Endomorphin-1 is a novel endogenous peptide that is highly selective for the mu-opioid receptor over the delta- and kappa-opioid receptors. The structural basis of high selectivity of endomorphin-1 to the mu-opioid receptor was examined using chimeric receptors between mu- and delta-opioid receptors and those between mu- and kappa-opioid receptors. The chimeric receptors were constructed by using restriction enzyme sites intrinsically possessed by or introduced to the mu-, delta- and kappa-opioid receptor cDNAs. The junctions for the construction were located at the first intracellular loop (Bbs I site), third transmembrane domain (Afl III site) and fifth transmembrane domain (Bgl II site). The competitive binding assay using chimeric receptors revealed that the region from the Bbs I site to the Afl III site, including the first extracellular loop, contributes to the discrimination between mu- and delta-opioid receptors by endomorphin-1 more than any other regions. However, the region from the Afl III site to the Bgl II site and that from the Bgl II site to the carboxy terminal also somewhat contribute to the discrimination between mu- and delta-opioid receptors.
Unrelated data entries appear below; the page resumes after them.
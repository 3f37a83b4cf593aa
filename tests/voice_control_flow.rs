//! End-to-end tests of the voice app with a fake peer and mocked endpoints
//!
//! These tests verify:
//! - Tools are announced once per session, and again in a new session
//! - Function calls mutate the domain in output order
//! - Narrations and function outputs are sent back on the channel
//! - Offline replay produces the same outbound events

mod common;

use common::{
    Wire, count, fake_transport, mock_endpoints, negotiator_for, response_done, session_created,
    wait_until,
};
use serde_json::json;
use std::io::Cursor;
use std::sync::Arc;
use tokio::task::JoinHandle;
use waav_voice_control::app::replay::replay;
use waav_voice_control::core::realtime::openai::OAI_EVENTS_CHANNEL;
use waav_voice_control::core::realtime::{ClientEvent, SessionState, TransportSession};
use waav_voice_control::core::tools::SessionOptions;
use waav_voice_control::domain::PlaylistAction;
use waav_voice_control::domain::playlist::demo_track;
use waav_voice_control::{AppHandle, Cart, DomainModule, Playlist, VoiceApp};
use wiremock::MockServer;

struct Harness<D: DomainModule> {
    wire: Arc<Wire>,
    handle: AppHandle<D>,
    task: JoinHandle<()>,
    _server: MockServer,
}

impl<D: DomainModule> Harness<D> {
    async fn spawn(domain: D) -> Self {
        let server = mock_endpoints().await;
        let (wire, media, connector) = fake_transport();
        let session =
            TransportSession::new(negotiator_for(&server), media, connector, OAI_EVENTS_CHANNEL);
        let (handle, task) = VoiceApp::new(session, domain, SessionOptions::default()).spawn();
        Self {
            wire,
            handle,
            task,
            _server: server,
        }
    }

    /// Start a session and bring it to Active. `channels` is the number of
    /// channels the fake will have opened once this session is up.
    async fn connect(&self, channels: usize) {
        self.handle.start().await.unwrap();
        let wire = Arc::clone(&self.wire);
        wait_until(move || count(&wire.channels_opened) >= channels).await;
        assert!(self.wire.open());
        self.wait_for_state(SessionState::Active).await;
    }

    async fn wait_for_state(&self, state: SessionState) {
        let handle = self.handle.clone();
        wait_until(move || handle.snapshot().session == state).await;
    }

    async fn wait_for_domain(&self, condition: impl Fn(&D::Snapshot) -> bool) {
        let handle = self.handle.clone();
        wait_until(move || condition(&handle.snapshot().domain)).await;
    }

    async fn shutdown(self) {
        self.handle.shutdown().await.unwrap();
        self.task.await.unwrap();
    }
}

#[tokio::test]
async fn test_cart_ordering_conversation() {
    let app = Harness::spawn(Cart::default()).await;
    app.connect(1).await;

    app.wire.deliver(session_created());
    let sent = app.wire.wait_for_sent(1).await;
    assert_eq!(sent[0]["type"], "session.update");
    assert_eq!(sent[0]["session"]["tool_choice"], "auto");
    let tools: Vec<_> = sent[0]["session"]["tools"]
        .as_array()
        .unwrap()
        .iter()
        .map(|tool| tool["name"].as_str().unwrap().to_string())
        .collect();
    assert_eq!(
        tools,
        vec!["add_item", "remove_item", "update_quantity", "clear_cart", "get_cart"]
    );

    app.wire.deliver(response_done(&[(
        "add_item",
        "call_1",
        json!({ "id": "a1", "item_name": "Tea", "price": 2.5 }),
    )]));
    let sent = app.wire.wait_for_sent(2).await;
    assert_eq!(sent[1]["type"], "response.create");
    assert!(sent[1]["response"]["instructions"].is_string());
    app.wait_for_domain(|cart| cart.items.len() == 1).await;

    let snapshot = app.handle.snapshot().domain;
    assert_eq!(snapshot.items[0].id, "a1");
    assert_eq!(snapshot.items[0].name, "Tea");
    assert_eq!(snapshot.items[0].quantity, 1);

    app.wire.deliver(response_done(&[(
        "update_quantity",
        "call_2",
        json!({ "id": "a1", "quantity": 3 }),
    )]));
    app.wire.wait_for_sent(3).await;
    app.wait_for_domain(|cart| cart.items[0].quantity == 3).await;
    assert!((app.handle.snapshot().domain.total - 7.5).abs() < 1e-9);

    app.wire
        .deliver(response_done(&[("get_cart", "call_3", json!({}))]));
    let sent = app.wire.wait_for_sent(5).await;
    assert_eq!(sent[3]["type"], "conversation.item.create");
    assert_eq!(sent[3]["item"]["type"], "function_call_output");
    assert_eq!(sent[3]["item"]["call_id"], "call_3");
    let output: serde_json::Value =
        serde_json::from_str(sent[3]["item"]["output"].as_str().unwrap()).unwrap();
    assert_eq!(output["total"], json!(7.5));
    assert_eq!(sent[4], json!({ "type": "response.create" }));

    app.shutdown().await;
}

#[tokio::test]
async fn test_duplicate_session_created_announces_tools_once() {
    let app = Harness::spawn(Cart::default()).await;
    app.connect(1).await;

    app.wire.deliver(session_created());
    app.wire.deliver(session_created());
    app.wire.deliver(response_done(&[("clear_cart", "c1", json!({}))]));

    let sent = app.wire.wait_for_sent(2).await;
    assert_eq!(app.wire.sent_types(), vec!["session.update", "response.create"]);
    assert_eq!(sent.len(), 2);
    assert!(app.handle.snapshot().tools_configured);

    app.shutdown().await;
}

#[tokio::test]
async fn test_session_created_before_channel_open_announces_tools() {
    let app = Harness::spawn(Cart::default()).await;
    app.handle.start().await.unwrap();
    let wire = Arc::clone(&app.wire);
    wait_until(move || count(&wire.channels_opened) >= 1).await;
    let handle = app.handle.clone();
    wait_until(move || handle.snapshot().session == SessionState::Connecting).await;

    // Negotiation may still be in flight; the signal queues until it lands
    let wire = Arc::clone(&app.wire);
    wait_until(move || !wire.answers().is_empty()).await;
    app.wire.deliver(session_created());
    app.wire.open();

    let sent = app.wire.wait_for_sent(1).await;
    assert_eq!(sent[0]["type"], "session.update");
    app.wait_for_state(SessionState::Active).await;
    assert!(app.handle.snapshot().tools_configured);

    app.wire.deliver(session_created());
    app.wire
        .deliver(response_done(&[("clear_cart", "c1", json!({}))]));
    app.wire.wait_for_sent(2).await;
    assert_eq!(app.wire.sent_types(), vec!["session.update", "response.create"]);

    app.shutdown().await;
}

#[tokio::test]
async fn test_batched_calls_apply_in_order() {
    let app = Harness::spawn(Playlist::new([demo_track()])).await;
    app.connect(1).await;
    app.wire.deliver(session_created());
    app.wire.wait_for_sent(1).await;

    let mut batch = response_done(&[
        (
            "add_track",
            "c1",
            json!({
                "track_id": "1",
                "title": "Blue in Green",
                "artist": "Miles Davis",
                "url": "https://example.com/blue.mp3"
            }),
        ),
        ("play_track", "c2", json!({ "track_id": "1" })),
        ("remove_track", "c3", json!({ "track_id": "0" })),
        ("no_such_tool", "c4", json!({})),
        ("remove_track", "c5", json!({})),
    ]);
    // Arguments that are not JSON at all, between the play and the remove
    batch["response"]["output"].as_array_mut().unwrap().insert(
        2,
        json!({
            "type": "function_call",
            "name": "remove_track",
            "call_id": "c2b",
            "arguments": "{bad",
        }),
    );
    app.wire.deliver(batch);

    app.wait_for_domain(|playlist| playlist.tracks.len() == 1 && playlist.playing)
        .await;
    let snapshot = app.handle.snapshot().domain;
    assert_eq!(snapshot.tracks[0].id, "1");
    assert_eq!(snapshot.now_playing.as_deref(), Some("1"));

    // add and remove narrate; play is silent; the bad calls are skipped
    // without stopping the rest of the batch
    let sent = app.wire.wait_for_sent(3).await;
    assert_eq!(sent.len(), 3);
    assert_eq!(
        app.wire.sent_types(),
        vec!["session.update", "response.create", "response.create"]
    );

    app.shutdown().await;
}

#[tokio::test]
async fn test_new_session_announces_tools_again() {
    let app = Harness::spawn(Cart::default()).await;

    app.connect(1).await;
    app.wire.deliver(session_created());
    app.wire.wait_for_sent(1).await;

    app.handle.stop().await.unwrap();
    app.wait_for_state(SessionState::Idle).await;
    assert!(!app.handle.snapshot().tools_configured);
    assert_eq!(count(&app.wire.connections_closed), 1);

    app.connect(2).await;
    app.wire.deliver(session_created());
    app.wire.wait_for_sent(2).await;
    assert_eq!(
        app.wire.sent_types(),
        vec!["session.update", "session.update"]
    );

    app.shutdown().await;
}

#[tokio::test]
async fn test_console_actions_apply_without_a_session() {
    let app = Harness::spawn(Playlist::new([demo_track()])).await;

    app.handle
        .act(PlaylistAction::Play(Some("0".to_string())))
        .await
        .unwrap();
    app.wait_for_domain(|playlist| playlist.playing).await;
    assert_eq!(
        app.handle.snapshot().domain.now_playing.as_deref(),
        Some("0")
    );
    assert_eq!(app.handle.snapshot().session, SessionState::Idle);
    assert!(app.wire.sent().is_empty());

    // Resuming with nothing selected after removing the selection does nothing
    app.handle
        .act(PlaylistAction::Remove("0".to_string()))
        .await
        .unwrap();
    app.handle.act(PlaylistAction::Play(None)).await.unwrap();
    app.wait_for_domain(|playlist| playlist.tracks.is_empty()).await;
    let snapshot = app.handle.snapshot().domain;
    assert!(!snapshot.playing);
    assert_eq!(snapshot.now_playing, None);

    app.shutdown().await;
}

#[tokio::test]
async fn test_remote_close_ends_session_but_keeps_state() {
    let app = Harness::spawn(Cart::default()).await;
    app.connect(1).await;
    app.wire.deliver(session_created());
    app.wire.deliver(response_done(&[(
        "add_item",
        "c1",
        json!({ "id": "b2", "item_name": "Scone", "price": 3.0 }),
    )]));
    app.wait_for_domain(|cart| cart.items.len() == 1).await;

    app.wire.close_remote();
    app.wait_for_state(SessionState::Idle).await;
    assert_eq!(app.handle.snapshot().domain.items[0].id, "b2");
    assert_eq!(count(&app.wire.tracks_stopped), 1);

    app.shutdown().await;
}

#[tokio::test]
async fn test_shutdown_tears_down_active_session() {
    let app = Harness::spawn(Cart::default()).await;
    app.connect(1).await;

    let wire = Arc::clone(&app.wire);
    app.shutdown().await;
    assert_eq!(count(&wire.connections_closed), 1);
    assert!(!wire.open());
}

#[test]
fn test_replay_matches_live_outbound() {
    let transcript = [
        session_created(),
        response_done(&[(
            "add_item",
            "c1",
            json!({ "id": "a1", "item_name": "Tea", "price": 2.5 }),
        )]),
        response_done(&[(
            "update_quantity",
            "c2",
            json!({ "id": "a1", "quantity": 0 }),
        )]),
        response_done(&[("get_cart", "c3", json!({}))]),
    ]
    .iter()
    .map(|event| event.to_string())
    .collect::<Vec<_>>()
    .join("\n");

    let outcome = replay(
        Cart::default(),
        SessionOptions::default(),
        Cursor::new(transcript),
    )
    .unwrap();

    // quantity 0 violates the schema minimum and is skipped
    assert_eq!(outcome.snapshot.items[0].quantity, 1);
    let outbound: Vec<&ClientEvent> = outcome.outbound().collect();
    assert_eq!(outbound.len(), 4);
    assert!(matches!(outbound[0], ClientEvent::SessionUpdate { .. }));
    assert!(matches!(
        outbound[2],
        ClientEvent::ConversationItemCreate { .. }
    ));
    assert_eq!(outbound[3], &ClientEvent::response_create());
    assert_eq!(outcome.steps[1].line, 2);
}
For the discrimination between mu- and kappa-opioid receptors, two regions, that is, the region from the Bbs I site to the Afl III site and that from the Bgl II site to the carboxy terminal, were shown to be important. The present results show that endomorphin-1 discriminates the mu-opioid receptor from the other two types of opioid receptors by recognizing the differences in several amino acid residues widely distributed through the receptor structure. We previously reported that DAMGO, a synthetic highly mu-selective peptide, discriminates between mu- and delta-opioid receptors by recognizing the difference in only one amino acid residue and discriminates between mu- and kappa-opioid receptors by recognizing the difference in four residues localized in the restricted region. Although both endomorphin-1 and DAMGO are mu-opioid receptor selective peptides, molecular mechanisms for mu-selectivity are different between these peptides.